* _DESCRIPTION OF THE TASK_:
In the listing below, find each line that holds the string "message" and copy it.

*** RECORD SET ***

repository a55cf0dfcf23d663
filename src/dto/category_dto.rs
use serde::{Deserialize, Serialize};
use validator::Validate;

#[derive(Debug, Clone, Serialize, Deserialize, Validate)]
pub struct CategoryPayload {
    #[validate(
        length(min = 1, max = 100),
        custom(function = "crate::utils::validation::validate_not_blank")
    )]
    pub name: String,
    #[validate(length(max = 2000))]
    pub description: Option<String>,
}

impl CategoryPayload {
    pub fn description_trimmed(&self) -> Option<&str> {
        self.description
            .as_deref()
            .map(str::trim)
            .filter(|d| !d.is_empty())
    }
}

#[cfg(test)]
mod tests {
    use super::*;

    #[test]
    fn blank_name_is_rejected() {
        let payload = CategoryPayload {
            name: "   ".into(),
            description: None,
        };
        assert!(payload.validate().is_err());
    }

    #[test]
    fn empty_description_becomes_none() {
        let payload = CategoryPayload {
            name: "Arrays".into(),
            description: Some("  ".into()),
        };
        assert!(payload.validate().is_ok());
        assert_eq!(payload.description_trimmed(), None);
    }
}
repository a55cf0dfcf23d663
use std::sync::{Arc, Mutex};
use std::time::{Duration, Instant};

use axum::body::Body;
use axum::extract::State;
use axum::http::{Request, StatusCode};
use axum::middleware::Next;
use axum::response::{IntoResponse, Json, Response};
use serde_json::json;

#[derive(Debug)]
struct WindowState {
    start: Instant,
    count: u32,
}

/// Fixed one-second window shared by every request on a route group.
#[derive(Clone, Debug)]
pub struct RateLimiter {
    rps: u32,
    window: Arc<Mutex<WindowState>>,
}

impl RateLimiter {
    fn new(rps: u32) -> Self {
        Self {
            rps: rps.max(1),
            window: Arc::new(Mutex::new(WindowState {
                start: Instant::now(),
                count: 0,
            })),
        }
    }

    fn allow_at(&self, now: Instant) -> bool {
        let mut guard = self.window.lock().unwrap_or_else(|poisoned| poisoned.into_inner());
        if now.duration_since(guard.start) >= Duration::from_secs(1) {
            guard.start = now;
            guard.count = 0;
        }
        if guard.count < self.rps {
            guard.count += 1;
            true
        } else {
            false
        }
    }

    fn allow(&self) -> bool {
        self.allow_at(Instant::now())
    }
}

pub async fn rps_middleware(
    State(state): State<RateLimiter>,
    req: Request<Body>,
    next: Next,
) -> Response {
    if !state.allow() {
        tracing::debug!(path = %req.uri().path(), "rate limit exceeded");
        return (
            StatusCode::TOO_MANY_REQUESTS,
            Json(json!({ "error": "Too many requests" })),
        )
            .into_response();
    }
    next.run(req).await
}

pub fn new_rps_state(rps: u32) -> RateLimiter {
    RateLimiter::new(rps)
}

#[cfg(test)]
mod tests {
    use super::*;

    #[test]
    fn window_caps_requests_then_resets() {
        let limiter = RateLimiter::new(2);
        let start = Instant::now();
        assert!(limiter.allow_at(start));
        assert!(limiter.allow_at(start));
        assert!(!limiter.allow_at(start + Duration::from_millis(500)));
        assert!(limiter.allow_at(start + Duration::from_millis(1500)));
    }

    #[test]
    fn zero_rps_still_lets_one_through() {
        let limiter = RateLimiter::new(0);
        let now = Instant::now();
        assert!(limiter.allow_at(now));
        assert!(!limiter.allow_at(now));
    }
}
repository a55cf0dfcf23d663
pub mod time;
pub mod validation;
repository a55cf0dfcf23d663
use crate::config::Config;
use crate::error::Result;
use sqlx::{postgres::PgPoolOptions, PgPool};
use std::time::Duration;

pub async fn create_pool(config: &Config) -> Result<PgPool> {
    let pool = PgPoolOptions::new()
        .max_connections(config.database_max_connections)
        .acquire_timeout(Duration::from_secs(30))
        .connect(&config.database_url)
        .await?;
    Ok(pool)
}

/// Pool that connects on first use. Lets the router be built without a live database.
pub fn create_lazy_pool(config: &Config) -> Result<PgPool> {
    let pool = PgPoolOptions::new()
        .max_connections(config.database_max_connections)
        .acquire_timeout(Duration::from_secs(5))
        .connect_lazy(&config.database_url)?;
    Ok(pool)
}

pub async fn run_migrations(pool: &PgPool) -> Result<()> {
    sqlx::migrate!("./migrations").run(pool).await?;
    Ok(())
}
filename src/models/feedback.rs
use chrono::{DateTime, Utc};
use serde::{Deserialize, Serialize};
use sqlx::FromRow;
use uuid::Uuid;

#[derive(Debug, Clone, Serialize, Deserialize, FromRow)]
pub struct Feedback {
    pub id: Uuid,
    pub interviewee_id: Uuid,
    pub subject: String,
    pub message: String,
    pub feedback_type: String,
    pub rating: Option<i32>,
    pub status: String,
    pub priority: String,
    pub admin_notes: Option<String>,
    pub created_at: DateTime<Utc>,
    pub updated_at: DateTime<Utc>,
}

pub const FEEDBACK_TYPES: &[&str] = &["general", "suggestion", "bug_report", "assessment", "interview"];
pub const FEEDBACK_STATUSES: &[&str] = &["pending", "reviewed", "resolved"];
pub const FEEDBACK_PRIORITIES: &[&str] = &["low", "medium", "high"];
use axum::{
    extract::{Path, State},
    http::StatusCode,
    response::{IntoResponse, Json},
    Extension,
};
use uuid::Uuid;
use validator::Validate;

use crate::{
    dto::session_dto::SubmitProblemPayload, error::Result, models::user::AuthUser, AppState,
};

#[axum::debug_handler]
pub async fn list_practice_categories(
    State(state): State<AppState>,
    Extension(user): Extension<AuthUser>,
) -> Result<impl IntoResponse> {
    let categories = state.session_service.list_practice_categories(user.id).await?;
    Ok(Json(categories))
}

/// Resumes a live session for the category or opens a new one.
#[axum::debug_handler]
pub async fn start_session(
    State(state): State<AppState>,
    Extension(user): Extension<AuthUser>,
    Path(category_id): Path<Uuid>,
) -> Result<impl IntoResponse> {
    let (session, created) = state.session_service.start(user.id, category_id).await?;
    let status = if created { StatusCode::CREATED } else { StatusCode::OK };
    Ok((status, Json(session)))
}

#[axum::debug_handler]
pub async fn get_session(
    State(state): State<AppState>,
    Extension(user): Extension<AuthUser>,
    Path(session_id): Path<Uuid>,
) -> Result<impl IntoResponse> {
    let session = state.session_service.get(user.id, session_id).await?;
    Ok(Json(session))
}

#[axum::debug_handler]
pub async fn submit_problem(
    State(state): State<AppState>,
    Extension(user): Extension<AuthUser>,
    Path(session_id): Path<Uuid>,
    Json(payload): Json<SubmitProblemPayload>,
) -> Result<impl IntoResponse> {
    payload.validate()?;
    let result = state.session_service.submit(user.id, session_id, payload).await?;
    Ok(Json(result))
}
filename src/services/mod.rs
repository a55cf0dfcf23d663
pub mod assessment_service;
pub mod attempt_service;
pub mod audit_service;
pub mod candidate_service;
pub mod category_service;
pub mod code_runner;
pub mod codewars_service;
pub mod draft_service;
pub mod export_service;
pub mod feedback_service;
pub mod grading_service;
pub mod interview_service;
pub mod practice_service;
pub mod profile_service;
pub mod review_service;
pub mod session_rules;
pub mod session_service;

*** End of RECORD SET ***
*** RECORD SET ***

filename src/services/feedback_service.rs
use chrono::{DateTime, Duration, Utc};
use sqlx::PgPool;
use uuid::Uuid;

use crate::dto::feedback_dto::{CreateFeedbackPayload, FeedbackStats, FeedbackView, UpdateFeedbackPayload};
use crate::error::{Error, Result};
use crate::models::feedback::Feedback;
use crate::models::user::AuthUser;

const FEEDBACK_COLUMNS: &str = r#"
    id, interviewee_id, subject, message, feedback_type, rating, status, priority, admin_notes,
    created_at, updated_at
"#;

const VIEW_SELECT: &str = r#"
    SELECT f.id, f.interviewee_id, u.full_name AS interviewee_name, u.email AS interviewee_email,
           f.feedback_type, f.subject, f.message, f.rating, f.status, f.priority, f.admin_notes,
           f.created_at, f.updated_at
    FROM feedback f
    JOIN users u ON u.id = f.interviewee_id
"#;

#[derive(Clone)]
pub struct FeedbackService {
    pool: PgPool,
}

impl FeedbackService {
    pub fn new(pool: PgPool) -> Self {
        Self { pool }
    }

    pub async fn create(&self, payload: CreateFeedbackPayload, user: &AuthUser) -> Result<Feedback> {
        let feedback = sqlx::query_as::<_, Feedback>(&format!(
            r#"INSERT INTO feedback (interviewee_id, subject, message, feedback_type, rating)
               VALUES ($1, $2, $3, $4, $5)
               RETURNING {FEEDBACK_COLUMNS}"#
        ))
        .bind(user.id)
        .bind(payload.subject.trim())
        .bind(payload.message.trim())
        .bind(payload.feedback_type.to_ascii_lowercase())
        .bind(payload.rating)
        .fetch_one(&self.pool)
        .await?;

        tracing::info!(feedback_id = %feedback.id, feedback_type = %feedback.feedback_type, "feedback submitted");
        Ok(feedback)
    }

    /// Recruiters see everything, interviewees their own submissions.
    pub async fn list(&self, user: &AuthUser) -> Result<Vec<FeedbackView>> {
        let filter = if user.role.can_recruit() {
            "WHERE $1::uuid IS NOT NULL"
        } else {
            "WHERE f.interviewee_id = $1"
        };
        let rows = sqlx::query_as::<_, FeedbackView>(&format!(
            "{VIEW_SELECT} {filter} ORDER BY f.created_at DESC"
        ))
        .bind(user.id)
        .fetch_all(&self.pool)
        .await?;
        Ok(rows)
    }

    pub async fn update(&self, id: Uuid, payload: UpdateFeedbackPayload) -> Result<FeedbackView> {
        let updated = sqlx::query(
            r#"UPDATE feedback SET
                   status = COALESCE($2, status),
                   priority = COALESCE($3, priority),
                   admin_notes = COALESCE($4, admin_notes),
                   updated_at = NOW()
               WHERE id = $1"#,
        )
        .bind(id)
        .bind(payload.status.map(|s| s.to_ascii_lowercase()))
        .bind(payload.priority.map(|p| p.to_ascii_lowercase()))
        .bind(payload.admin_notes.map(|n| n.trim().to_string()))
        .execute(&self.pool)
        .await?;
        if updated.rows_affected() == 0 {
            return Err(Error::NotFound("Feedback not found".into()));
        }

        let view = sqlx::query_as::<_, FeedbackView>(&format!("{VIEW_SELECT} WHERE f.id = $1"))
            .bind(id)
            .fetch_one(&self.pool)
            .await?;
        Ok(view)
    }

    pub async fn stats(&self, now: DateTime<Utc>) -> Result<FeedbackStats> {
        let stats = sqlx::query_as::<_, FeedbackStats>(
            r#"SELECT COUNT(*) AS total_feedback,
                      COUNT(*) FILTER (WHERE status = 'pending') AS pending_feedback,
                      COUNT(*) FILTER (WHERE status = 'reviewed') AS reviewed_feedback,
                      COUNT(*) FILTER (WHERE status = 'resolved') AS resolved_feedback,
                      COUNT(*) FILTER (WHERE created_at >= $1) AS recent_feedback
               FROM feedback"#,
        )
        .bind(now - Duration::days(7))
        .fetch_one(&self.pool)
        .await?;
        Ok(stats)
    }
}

*** End of RECORD SET ***

* _COMPLETED EXERCISE_:
    pub message: String,
    id, interviewee_id, subject, message, feedback_type, rating, status, priority, admin_notes,
           f.feedback_type, f.subject, f.message, f.rating, f.status, f.priority, f.admin_notes,
            r#"INSERT INTO feedback (interviewee_id, subject, message, feedback_type, rating)
        .bind(payload.message.trim())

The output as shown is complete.